CREATE or replace FUNCTION lib.hash_digits_addnew(p_word text, p_list int[]) RETURNS int AS $f$
  -- Heuristic to good choice of minimal digits in hashed ID.
  -- for ns_id of dataset.ns, so we expect less tham 100 naspaces... but here work fine to 999
  -- see also n/k at https://en.wikipedia.org/wiki/Hash_table#Key_statistics
DECLARE
  len int;
  digits int;
  n int; -- new hash
  flag boolean;
BEGIN
  len    := array_length(p_list,1);
  digits := CASE WHEN len>9 THEN (CASE WHEN len>99 THEN 3 ELSE 2 END) ELSE 1 END; -- with coherence hypotesis for each id
  n      := lib.hash_digits(p_word,digits)::int;
  flag   := (p_list is not null AND len>0 AND n=ANY(p_list));
  IF flag THEN
    n    := lib.sha1_cut7(p_word) % (10*digits); -- like to use other hash, before +1
    flag := (n=ANY(p_list));
    IF flag AND ((digits=1 AND len>6) OR (digits=2 AND len>70)) THEN
        -- heuristic to reduce normal collisions at ~50%
      n    := lib.hash_digits(p_word,digits+1)::int;
      flag := (n=ANY(p_list));
    END IF;
    IF flag THEN
      SELECT min(x) INTO n
      FROM (SELECT unnest(p_list)+1 as x) t WHERE x NOT IN (SELECT unnest(p_list));
    END IF; -- flag2
  END IF; -- flag1
  RETURN n;
END
$f$ LANGUAGE PLpgSQL IMMUTABLE;


------------------
------------------
-- Intersection Lib-Framework

-- Error control, to JSON-RPC-like communication in the framework.

/**
 * Checks "response JSON object", returning TRUE when error.
 */
CREATE or replace FUNCTION lib.resp_is_error(JSONb) RETURNS boolean AS $f$
  SELECT CASE
      WHEN $1 IS NULL OR jsonb_typeof($1)='null' THEN false
      WHEN jsonb_typeof($1) IN ('object', 'array') THEN true
      ELSE true  -- something?  error of error?
    END
$f$ language SQL IMMUTABLE;

/**
 * Adds an error-response.
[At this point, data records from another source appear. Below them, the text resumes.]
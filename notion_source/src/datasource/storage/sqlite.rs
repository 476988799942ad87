use chrono::Utc;
use sqlx::{Pool, Sqlite, types::Json};

use crate::datasource::errors::DataSourceError;
use crate::datasource::types::{DataSourceBinding, SourceInfo};
use crate::storage::validate_sqlite_table_schema;

use super::config::DB_TABLE_DATA_SOURCE_BINDINGS;
use super::store_type::BindingKey;

pub(super) async fn create_tables_sqlite(pool: &Pool<Sqlite>) -> Result<(), DataSourceError> {
    let table_name = DB_TABLE_DATA_SOURCE_BINDINGS.as_str();

    sqlx::query(&format!(
        r#"
        CREATE TABLE IF NOT EXISTS {table_name} (
            id TEXT PRIMARY KEY NOT NULL,
            tenant_id TEXT NOT NULL,
            provider TEXT NOT NULL,
            access_token TEXT NOT NULL,
            source_info TEXT NOT NULL,
            disabled BOOLEAN NOT NULL DEFAULT FALSE,
            created_at TIMESTAMP NOT NULL,
            updated_at TIMESTAMP NOT NULL
        )
        "#
    ))
    .execute(pool)
    .await?;

    sqlx::query(&format!(
        r#"
        CREATE UNIQUE INDEX IF NOT EXISTS idx_{}_tenant_token
        ON {}(tenant_id, provider, access_token)
        "#,
        table_name.replace(".", "_"),
        table_name
    ))
    .execute(pool)
    .await?;

    Ok(())
}

pub(super) async fn validate_binding_tables_sqlite(
    pool: &Pool<Sqlite>,
) -> Result<(), DataSourceError> {
    let table_name = DB_TABLE_DATA_SOURCE_BINDINGS.as_str();

    let expected_columns = [
        ("id", "TEXT"),
        ("tenant_id", "TEXT"),
        ("provider", "TEXT"),
        ("access_token", "TEXT"),
        ("source_info", "TEXT"),
        ("disabled", "BOOLEAN"),
        ("created_at", "TIMESTAMP"),
        ("updated_at", "TIMESTAMP"),
    ];

    validate_sqlite_table_schema(pool, table_name, &expected_columns, DataSourceError::Storage)
        .await
}

#[cfg(test)]
pub(super) async fn get_binding_by_token_sqlite(
    pool: &Pool<Sqlite>,
    key: &BindingKey<'_>,
    access_token: &str,
) -> Result<Option<DataSourceBinding>, DataSourceError> {
    let table_name = DB_TABLE_DATA_SOURCE_BINDINGS.as_str();
    create_tables_sqlite(pool).await?;

    let binding = sqlx::query_as::<_, DataSourceBinding>(&format!(
        r#"
        SELECT * FROM {table_name}
        WHERE tenant_id = ? AND provider = ? AND access_token = ?
        "#
    ))
    .bind(key.tenant_id)
    .bind(key.provider)
    .bind(access_token)
    .fetch_optional(pool)
    .await?;

    Ok(binding)
}

pub(super) async fn get_enabled_binding_sqlite(
    pool: &Pool<Sqlite>,
    key: &BindingKey<'_>,
    binding_id: &str,
) -> Result<Option<DataSourceBinding>, DataSourceError> {
    let table_name = DB_TABLE_DATA_SOURCE_BINDINGS.as_str();
    create_tables_sqlite(pool).await?;

    let binding = sqlx::query_as::<_, DataSourceBinding>(&format!(
        r#"
        SELECT * FROM {table_name}
        WHERE tenant_id = ? AND provider = ? AND id = ? AND disabled = FALSE
        "#
    ))
    .bind(key.tenant_id)
    .bind(key.provider)
    .bind(binding_id)
    .fetch_optional(pool)
    .await?;

    Ok(binding)
}

pub(super) async fn list_bindings_sqlite(
    pool: &Pool<Sqlite>,
    key: &BindingKey<'_>,
) -> Result<Vec<DataSourceBinding>, DataSourceError> {
    let table_name = DB_TABLE_DATA_SOURCE_BINDINGS.as_str();
    create_tables_sqlite(pool).await?;

    let bindings = sqlx::query_as::<_, DataSourceBinding>(&format!(
        r#"
        SELECT * FROM {table_name}
        WHERE tenant_id = ? AND provider = ?
        ORDER BY updated_at DESC
        "#
    ))
    .bind(key.tenant_id)
    .bind(key.provider)
    .fetch_all(pool)
    .await?;

    Ok(bindings)
}

/// Inserts the binding or, when the tenant already holds one for this token,
/// replaces its `source_info` and re-enables it. Returns the stored row.
pub(super) async fn upsert_binding_sqlite(
    pool: &Pool<Sqlite>,
    key: &BindingKey<'_>,
    access_token: &str,
    source_info: &SourceInfo,
    new_id: String,
) -> Result<DataSourceBinding, DataSourceError> {
    let table_name = DB_TABLE_DATA_SOURCE_BINDINGS.as_str();
    create_tables_sqlite(pool).await?;

    let now = Utc::now();
    let binding_id: String = sqlx::query_scalar(&format!(
        r#"
        INSERT INTO {table_name}
        (id, tenant_id, provider, access_token, source_info, disabled, created_at, updated_at)
        VALUES (?, ?, ?, ?, ?, FALSE, ?, ?)
        ON CONFLICT (tenant_id, provider, access_token) DO UPDATE SET
            source_info = excluded.source_info,
            disabled = FALSE,
            updated_at = excluded.updated_at
        RETURNING id
        "#
    ))
    .bind(&new_id)
    .bind(key.tenant_id)
    .bind(key.provider)
    .bind(access_token)
    .bind(Json(source_info))
    .bind(now)
    .bind(now)
    .fetch_one(pool)
    .await?;

    fetch_binding_sqlite(pool, &binding_id).await
}

pub(super) async fn update_source_info_sqlite(
    pool: &Pool<Sqlite>,
    binding_id: &str,
    source_info: &SourceInfo,
) -> Result<DataSourceBinding, DataSourceError> {
    let table_name = DB_TABLE_DATA_SOURCE_BINDINGS.as_str();
    create_tables_sqlite(pool).await?;

    sqlx::query(&format!(
        r#"
        UPDATE {table_name} SET
            source_info = ?,
            disabled = FALSE,
            updated_at = ?
        WHERE id = ?
        "#
    ))
    .bind(Json(source_info))
    .bind(Utc::now())
    .bind(binding_id)
    .execute(pool)
    .await?;

    fetch_binding_sqlite(pool, binding_id).await
}

async fn fetch_binding_sqlite(
    pool: &Pool<Sqlite>,
    binding_id: &str,
) -> Result<DataSourceBinding, DataSourceError> {
    let table_name = DB_TABLE_DATA_SOURCE_BINDINGS.as_str();

    let binding = sqlx::query_as::<_, DataSourceBinding>(&format!(
        "SELECT * FROM {table_name} WHERE id = ?"
    ))
    .bind(binding_id)
    .fetch_one(pool)
    .await?;

    Ok(binding)
}

/// Marks a binding as disabled. Only tests need this, nothing in the crate
/// ever disables a binding.
#[cfg(test)]
pub(super) async fn set_disabled_sqlite(
    pool: &Pool<Sqlite>,
    binding_id: &str,
) -> Result<(), DataSourceError> {
    let table_name = DB_TABLE_DATA_SOURCE_BINDINGS.as_str();

    sqlx::query(&format!(
        "UPDATE {table_name} SET disabled = TRUE WHERE id = ?"
    ))
    .bind(binding_id)
    .execute(pool)
    .await?;

    Ok(())
}
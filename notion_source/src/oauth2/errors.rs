use thiserror::Error;

#[derive(Debug, Error, Clone)]
pub enum OAuth2Error {
    /// The token endpoint answered without an access token; carries the raw body
    #[error("Error in Notion OAuth: {0}")]
    AuthExchange(String),

    #[error("Token exchange error: {0}")]
    TokenExchange(String),

    #[error("Search error: {0}")]
    Search(String),

    #[error("Configuration error: {0}")]
    Config(String),

    #[error("Internal error: {0}")]
    Internal(String),
}
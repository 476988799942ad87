use notion_source::{NotionEndpoints, NotionOAuth, TenantContext};
use std::sync::Once;

use super::mock_notion_server::mock_notion_server;

pub const TEST_REDIRECT_URI: &str = "http://localhost:3000/datasource/notion/callback";

/// Loads `.env_test`, starts from an empty database and resets the mock server
pub async fn init_test_environment() {
    static ENV_INIT: Once = Once::new();
    ENV_INIT.call_once(|| {
        if dotenvy::from_filename(".env_test").is_err() {
            dotenvy::dotenv().ok();
        }
        if let Ok(url) = std::env::var("GENERIC_DATA_STORE_URL") {
            if let Some(path) = url.strip_prefix("sqlite:") {
                let _ = std::fs::remove_file(path);
            }
        }
    });

    notion_source::init()
        .await
        .expect("Failed to initialize notion_source");

    mock_notion_server().state.reset();
}

/// Client pointed at the mock server
pub fn notion_client() -> NotionOAuth {
    let base_url = format!("{}/v1", mock_notion_server().base_url);
    NotionOAuth::new("test-client-id", "test-client-secret", TEST_REDIRECT_URI)
        .with_endpoints(NotionEndpoints::with_base_url(&base_url))
}

pub fn unique_tenant() -> TenantContext {
    TenantContext::new(format!("tenant-{}", uuid::Uuid::new_v4()))
}
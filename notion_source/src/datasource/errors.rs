use thiserror::Error;

#[derive(Debug, Error, Clone)]
pub enum DataSourceError {
    /// A search result lacks a key the normalizer relies on
    #[error("Malformed Notion record: {0}")]
    MalformedRecord(String),

    #[error("Storage error: {0}")]
    Storage(String),
}

impl From<sqlx::Error> for DataSourceError {
    fn from(err: sqlx::Error) -> Self {
        Self::Storage(err.to_string())
    }
}
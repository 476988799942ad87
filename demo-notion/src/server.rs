use axum::Router;
use std::net::SocketAddr;
use tokio::task::JoinHandle;

pub(crate) fn spawn_http_server(port: u16, app: Router) -> JoinHandle<()> {
    tokio::spawn(async move {
        let addr = SocketAddr::from(([0, 0, 0, 0], port));
        tracing::info!("HTTP server listening on {}", addr);
        if let Err(e) = axum_server::bind(addr)
            .serve(app.into_make_service())
            .await
        {
            tracing::error!("HTTP server stopped: {}", e);
        }
    })
}
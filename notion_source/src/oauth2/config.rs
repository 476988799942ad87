use std::{env, sync::LazyLock};

use crate::config::DATASOURCE_ROUTE_PREFIX;

pub(crate) static NOTION_AUTH_URL: LazyLock<String> = LazyLock::new(|| {
    env::var("NOTION_AUTH_URL")
        .unwrap_or_else(|_| "https://api.notion.com/v1/oauth/authorize".to_string())
});

pub(crate) static NOTION_TOKEN_URL: LazyLock<String> = LazyLock::new(|| {
    env::var("NOTION_TOKEN_URL")
        .unwrap_or_else(|_| "https://api.notion.com/v1/oauth/token".to_string())
});

pub(crate) static NOTION_SEARCH_URL: LazyLock<String> = LazyLock::new(|| {
    env::var("NOTION_SEARCH_URL").unwrap_or_else(|_| "https://api.notion.com/v1/search".to_string())
});

/// Value of the `Notion-Version` header sent with every API call
pub(crate) static NOTION_API_VERSION: LazyLock<String> =
    LazyLock::new(|| env::var("NOTION_API_VERSION").unwrap_or_else(|_| "2022-06-28".to_string()));

pub(super) static NOTION_HTTP_TIMEOUT_SECS: LazyLock<u64> = LazyLock::new(|| {
    env::var("NOTION_HTTP_TIMEOUT_SECS")
        .ok()
        .and_then(|s| s.parse().ok())
        .unwrap_or(30)
});

/// Callback URL registered with the Notion integration.
///
/// `NOTION_REDIRECT_URI` wins; otherwise it is built from `ORIGIN` and the
/// route prefix. Returns `None` when neither is available.
pub(super) fn notion_redirect_uri() -> Option<String> {
    if let Ok(uri) = env::var("NOTION_REDIRECT_URI") {
        return Some(uri);
    }
    env::var("ORIGIN").ok().map(|origin| {
        format!(
            "{}{}/notion/callback",
            origin.trim_end_matches('/'),
            DATASOURCE_ROUTE_PREFIX.as_str()
        )
    })
}

/// Provider endpoints used by one [`NotionOAuth`](super::NotionOAuth) instance
#[derive(Debug, Clone, PartialEq, Eq)]
pub struct NotionEndpoints {
    /// Consent screen URL
    pub auth_url: String,
    /// Authorization-code exchange URL
    pub token_url: String,
    /// Search API URL
    pub search_url: String,
}

impl NotionEndpoints {
    /// Endpoints rooted at `base_url`, e.g. `https://api.notion.com/v1`
    pub fn with_base_url(base_url: &str) -> Self {
        let base = base_url.trim_end_matches('/');
        Self {
            auth_url: format!("{base}/oauth/authorize"),
            token_url: format!("{base}/oauth/token"),
            search_url: format!("{base}/search"),
        }
    }
}

impl Default for NotionEndpoints {
    fn default() -> Self {
        Self {
            auth_url: NOTION_AUTH_URL.clone(),
            token_url: NOTION_TOKEN_URL.clone(),
            search_url: NOTION_SEARCH_URL.clone(),
        }
    }
}
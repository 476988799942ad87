mod config;
mod errors;
mod main;
mod types;

pub use config::NotionEndpoints;
pub use errors::OAuth2Error;
pub use main::NotionOAuth;
pub use types::TokenGrant;

pub(crate) fn init() -> Result<(), OAuth2Error> {
    // Fail early on endpoint overrides that cannot be used as URLs
    let endpoints = NotionEndpoints::default();
    for url in [
        &endpoints.auth_url,
        &endpoints.token_url,
        &endpoints.search_url,
    ] {
        if !url.starts_with("http://") && !url.starts_with("https://") {
            return Err(OAuth2Error::Config(format!("Invalid Notion endpoint URL: {url}")));
        }
    }
    tracing::debug!("Notion API version: {}", config::NOTION_API_VERSION.as_str());
    Ok(())
}
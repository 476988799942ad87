//! notion-source-axum - axum routes for the notion-source library
//!
//! Mount [`data_source_router`] under [`DATASOURCE_ROUTE_PREFIX`] and insert
//! a [`TenantContext`] request extension from your session layer.

mod config;
mod error;
mod handlers;
mod router;
mod tenant;

pub use config::DATASOURCE_REDIRECT_AFTER_AUTH;
pub use router::{data_source_router, data_source_router_no_trace};
pub use tenant::Tenant;

pub use notion_source::{DATASOURCE_ROUTE_PREFIX, NotionOAuth, TenantContext, init};
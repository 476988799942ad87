//! Entry points tying the OAuth2 client, the normalizer and the binding store
//! together.

mod errors;
mod notion;
mod types;

pub use errors::CoordinationError;
pub use notion::OAuthDataSource;
pub use types::TenantContext;
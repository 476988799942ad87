use axum::extract::FromRequestParts;
use http::{StatusCode, request::Parts};
use notion_source::TenantContext;

/// The acting tenant, taken from the [`TenantContext`] request extension.
///
/// The host inserts the extension from its own session layer before the
/// data source routes run. Requests without it are rejected with 401.
///
/// ```no_run
/// use axum::{Router, routing::get};
/// use notion_source_axum::Tenant;
///
/// async fn whoami(Tenant(tenant): Tenant) -> String {
///     tenant.tenant_id
/// }
///
/// let app: Router = Router::new().route("/whoami", get(whoami));
/// ```
#[derive(Clone, Debug)]
pub struct Tenant(pub TenantContext);

impl<S> FromRequestParts<S> for Tenant
where
    S: Send + Sync,
{
    type Rejection = (StatusCode, &'static str);

    async fn from_request_parts(parts: &mut Parts, _: &S) -> Result<Self, Self::Rejection> {
        match parts.extensions.get::<TenantContext>() {
            Some(tenant) => Ok(Tenant(tenant.clone())),
            None => {
                tracing::debug!("No tenant context on request to {}", parts.uri.path());
                Err((StatusCode::UNAUTHORIZED, "Unauthorized"))
            }
        }
    }
}
/// Find project definitions in template directory.
///
/// Recognizes `project.{toml,json}` for the project at the workspace root,
/// `<name>.project.{toml,json}` for additional projects, and
/// `boilerplate.{toml,json}` as shorthand for a root project that extends
/// boilerplate bundles.
///
/// # Errors
///
/// - Return [`BundleError::NoProjects`] if nothing is defined.
/// - Return [`BundleError`] if any definition cannot be read or parsed.
#[instrument(skip(template_dir, output_dir), level = "debug")]
pub fn discover_projects(
    template_dir: impl AsRef<Path>,
    output_dir: impl AsRef<Path>,
) -> Result<Vec<ProjectRoot>> {
    let template_dir = template_dir.as_ref();
    let output_dir = output_dir.as_ref();
    let root_name = template_dir
        .parent()
        .and_then(Path::file_name)
        .map(|name| name.to_string_lossy().into_owned())
        .unwrap_or_else(|| "root".into());

    let mut roots = Vec::new();
    for path in definition_files(template_dir)? {
        let Some(file_name) = path.file_name().and_then(|name| name.to_str()) else {
            continue;
        };
        let Some((stem, _)) = file_name.rsplit_once('.') else {
            continue;
        };

        let (mut definition, default_name, default_path) = match stem {
            "project" => (load_definition(&path)?, root_name.clone(), PathBuf::from(".")),
            "boilerplate" => {
                let boilerplate: BoilerplateDefinition = DefinitionFormat::of(&path)
                    .parse(&read_definition(&path)?)
                    .map_err(|err| BundleError::Config {
                        source: err,
                        path: path.clone(),
                    })?;
                (
                    BundleDefinition::from(boilerplate),
                    root_name.clone(),
                    PathBuf::from("."),
                )
            }
            stem => match stem.strip_suffix(".project") {
                Some(name) => (load_definition(&path)?, name.to_string(), PathBuf::from(name)),
                None => continue,
            },
        };

        let relative = definition.path.clone().unwrap_or(default_path);
        let name = definition.name.get_or_insert(default_name).clone();
        debug!("found project {name:?} at {:?}", relative.display());
        roots.push(ProjectRoot {
            location: BundleLocation::File(path),
            project: ProjectContext {
                name,
                path: crate::path::normalize(&output_dir.join(&relative)),
                relative,
            },
            definition,
        });
    }

    if roots.is_empty() {
        return Err(BundleError::NoProjects(template_dir.to_path_buf()));
    }

    Ok(roots)
}
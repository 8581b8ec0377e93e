// SPDX-FileCopyrightText: 2025 Jason Pena <jasonpena@awkless.com>
// SPDX-License-Identifier: MIT

//! Code formatting of rendered destination files.
//!
//! Structured destinations pass their final text through a
//! [`CodeFormatter`] before it is written. The default [`PlainFormatter`]
//! only guarantees a trailing newline, while [`CommandFormatter`] pipes the
//! text through an external formatter configured by the workspace.

use std::{
    ffi::OsString,
    io::Write,
    path::{Path, PathBuf},
    process::{Command, Stdio},
};
use tracing::debug;

/// Formatter applied to final destination text.
pub trait CodeFormatter: Send + Sync {
    /// Format text that will be written to path.
    ///
    /// # Errors
    ///
    /// - Return [`FormatError`] if text cannot be formatted.
    fn format(&self, path: &Path, text: String) -> Result<String>;
}

/// Ensure text ends with exactly one newline.
#[derive(Debug, Default, Clone, Copy)]
pub struct PlainFormatter;

impl CodeFormatter for PlainFormatter {
    fn format(&self, _: &Path, text: String) -> Result<String> {
        let mut text = text.trim_end_matches('\n').to_string();
        text.push('\n');
        Ok(text)
    }
}

/// Pipe text through external command.
///
/// Destination path is passed as the last argument so the command can pick
/// its parser, e.g. `prettier --stdin-filepath <path>`.
#[derive(Debug, Clone, PartialEq, Eq)]
pub struct CommandFormatter {
    program: OsString,
    args: Vec<OsString>,
}

impl CommandFormatter {
    /// Construct formatter from command line, returning `None` if empty.
    pub fn from_command_line(command: &[String]) -> Option<Self> {
        let (program, args) = command.split_first()?;
        Some(Self {
            program: program.into(),
            args: args.iter().map(OsString::from).collect(),
        })
    }
}

impl CodeFormatter for CommandFormatter {
    fn format(&self, path: &Path, text: String) -> Result<String> {
        let fail = |message: String| FormatError {
            path: path.to_path_buf(),
            message,
        };

        debug!("format {:?} with {:?}", path.display(), self.program);
        let mut child = Command::new(&self.program)
            .args(&self.args)
            .arg(path)
            .stdin(Stdio::piped())
            .stdout(Stdio::piped())
            .stderr(Stdio::piped())
            .spawn()
            .map_err(|err| fail(err.to_string()))?;

        // INVARIANT: stdin is dropped after writing so that the command sees EOF.
        if let Some(mut stdin) = child.stdin.take() {
            stdin
                .write_all(text.as_bytes())
                .map_err(|err| fail(err.to_string()))?;
        }

        let output = child
            .wait_with_output()
            .map_err(|err| fail(err.to_string()))?;
        if !output.status.success() {
            return Err(fail(String::from_utf8_lossy(&output.stderr).trim().to_string()));
        }

        String::from_utf8(output.stdout).map_err(|err| fail(err.to_string()))
    }
}

/// Formatter failure.
#[derive(Debug, thiserror::Error)]
#[error("failed to format {:?}: {message}", path.display())]
pub struct FormatError {
    pub path: PathBuf,
    pub message: String,
}

/// Friendly result alias :3
pub type Result<T, E = FormatError> = std::result::Result<T, E>;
If want to preserve "before error responses", flag that data is it.
 */
CREATE or replace FUNCTION lib.resp_error_add(
  code int,
  msg text DEFAULT NULL,
  data JSONb DEFAULT NULL
  --, data_isbefore DEFAULT false -- under construction, to change object-names.
) RETURNS JSONb AS $f$
  SELECT CASE
      WHEN $3 IS NULL OR jsonb_typeof($3)='null' THEN x
      ELSE jsonb_build_object('data',$3) || x
    END
  FROM (SELECT jsonb_build_object('code',$1, 'message',$2)) t(x)
$f$ language SQL IMMUTABLE;